Aux États-Unis, vient de naître le mouvement « Stand Up for Science » (Debout pour la science). Et une journée mondiale de « soutien » aux sciences et à la recherche est organisée ce vendredi 7 mars dans le monde entier. En France, une mobilisation Stand-up for science France aura lieu dans chaque ville universitaire. Elle est initiée par l’astrophysicien Olivier Berné, le biologiste Patrick Lemaire et l’historienne Emmanuelle Perez-Tisserant et soutenue par une cinquantaine de scientifiques français de renom.

Olivier Berné rappelle que « les sciences représentent un horizon commun de vérité qui permet de distinguer les faits des opinions. Mais pour fonctionner, les sciences doivent disposer de la liberté académique qui les protège des influences économiques, politiques ou religieuses. Or les sciences sont de plus en plus attaquées par ces milieux, et aux États-Unis, ces attaques prennent des proportions inouïes ».

Se mobiliser pour ne pas sombrer dans l’obscurantisme

En France aussi, les institutions du savoir sont attaquées. Depuis une vingtaine d’années, on assiste à une suppression progressive des postes dans ces institutions, qui élimine les jeunes souvent très brillants et accroît la compétition et les inégalités entre les personnes, les territoires ou les disciplines scientifiques. « C’est d’abord en solidarité avec mes collègues que j’ai souhaité que les personnels de la recherche et des universités s’engagent en France, indique Olivier Berné. Il faut rappeler que la liberté académique – comme la liberté de la presse d’ailleurs – n’est jamais acquise, elle est toujours à défendre ».

En France, dès le 18 février, l’Académie des sciences a, dans un communiqué « exprimé sa solidarité avec le monde scientifique des États-Unis en cette période chaotique », précisant que « la censure exercée aujourd’hui va réduire la liberté de recherche dans les secteurs les plus porteurs… L’impact sur les générations futures, sur la biodiversité et la santé de la planète va se révéler catastrophique.

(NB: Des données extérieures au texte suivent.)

//! Interned file paths
//!
//! Graph algorithms work on dense integer ids; strings are only touched when
//! entering or leaving the graph.

use std::collections::HashMap;

/// Index of an interned path
#[derive(Debug, Clone, Copy, PartialEq, Eq, PartialOrd, Ord, Hash)]
pub struct FileId(u32);

impl FileId {
    pub fn index(self) -> usize {
        self.0 as usize
    }

    pub(crate) fn from_index(index: usize) -> Self {
        FileId(index as u32)
    }
}

/// Append-only path interner
#[derive(Debug, Default, Clone)]
pub struct PathArena {
    paths: Vec<String>,
    ids: HashMap<String, FileId>,
}

impl PathArena {
    pub fn new() -> Self {
        Self::default()
    }

    /// Id for `path`, interning it on first sight
    pub fn intern(&mut self, path: &str) -> FileId {
        if let Some(&id) = self.ids.get(path) {
            return id;
        }
        let id = FileId(self.paths.len() as u32);
        self.paths.push(path.to_string());
        self.ids.insert(path.to_string(), id);
        id
    }

    /// Id of an already interned path
    pub fn get(&self, path: &str) -> Option<FileId> {
        self.ids.get(path).copied()
    }

    /// Path for an id handed out by this arena
    pub fn path(&self, id: FileId) -> &str {
        &self.paths[id.index()]
    }

    pub fn len(&self) -> usize {
        self.paths.len()
    }

    pub fn is_empty(&self) -> bool {
        self.paths.is_empty()
    }

    /// All ids in interning order
    pub fn ids(&self) -> impl Iterator<Item = FileId> + '_ {
        (0..self.paths.len() as u32).map(FileId)
    }
}

#[cfg(test)]
mod tests {
    use super::*;

    #[test]
    fn test_intern_is_idempotent() {
        let mut arena = PathArena::new();
        let a = arena.intern("a.py");
        let b = arena.intern("b.py");
        assert_ne!(a, b);
        assert_eq!(arena.intern("a.py"), a);
        assert_eq!(arena.len(), 2);
    }

    #[test]
    fn test_round_trip_path() {
        let mut arena = PathArena::new();
        let id = arena.intern("pkg/mod.py");
        assert_eq!(arena.path(id), "pkg/mod.py");
        assert_eq!(arena.get("pkg/mod.py"), Some(id));
        assert_eq!(arena.get("other.py"), None);
    }

    #[test]
    fn test_ids_are_dense() {
        let mut arena = PathArena::new();
        arena.intern("x.py");
        arena.intern("y.py");
        let ids: Vec<usize> = arena.ids().map(FileId::index).collect();
        assert_eq!(ids, vec![0, 1]);
    }
}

Les dégâts causés en si peu de temps seront beaucoup plus longs à réparer. »

Ces derniers jours les appels se sont multipliés pour rejoindre le mouvement « Stand up for Science », et participer aux rassemblements du 7 mars. « Notre initiative s’adresse à toutes les personnes qui considèrent que défendre les sciences, c’est important dans une démocratie, précise Olivier Berné dans un entretien pour La Recherche. Défendre les sciences est un travail citoyen, car elles font partie du bien commun. En France, la situation n’est pas aussi grave qu’aux États-Unis. Néanmoins, il y a un glissement qui va dans cette direction. Si on ne veut pas sombrer dans l’obscurantisme, que faut-il faire d’autre que de mieux financer les institutions de la transmission du savoir ? »

Dans ce contexte, l’astrophysicien appelle « tous les acteurs du savoir, scientifiques, étudiants, enseignants, médiateurs et médiatrices et toutes les personnes qui se sentent concernées à venir défendre les sciences ce vendredi 7 mars près de chez eux ». À Paris, le rassemblement et la marche débuteront à 13 h 30 de la place Jussieu.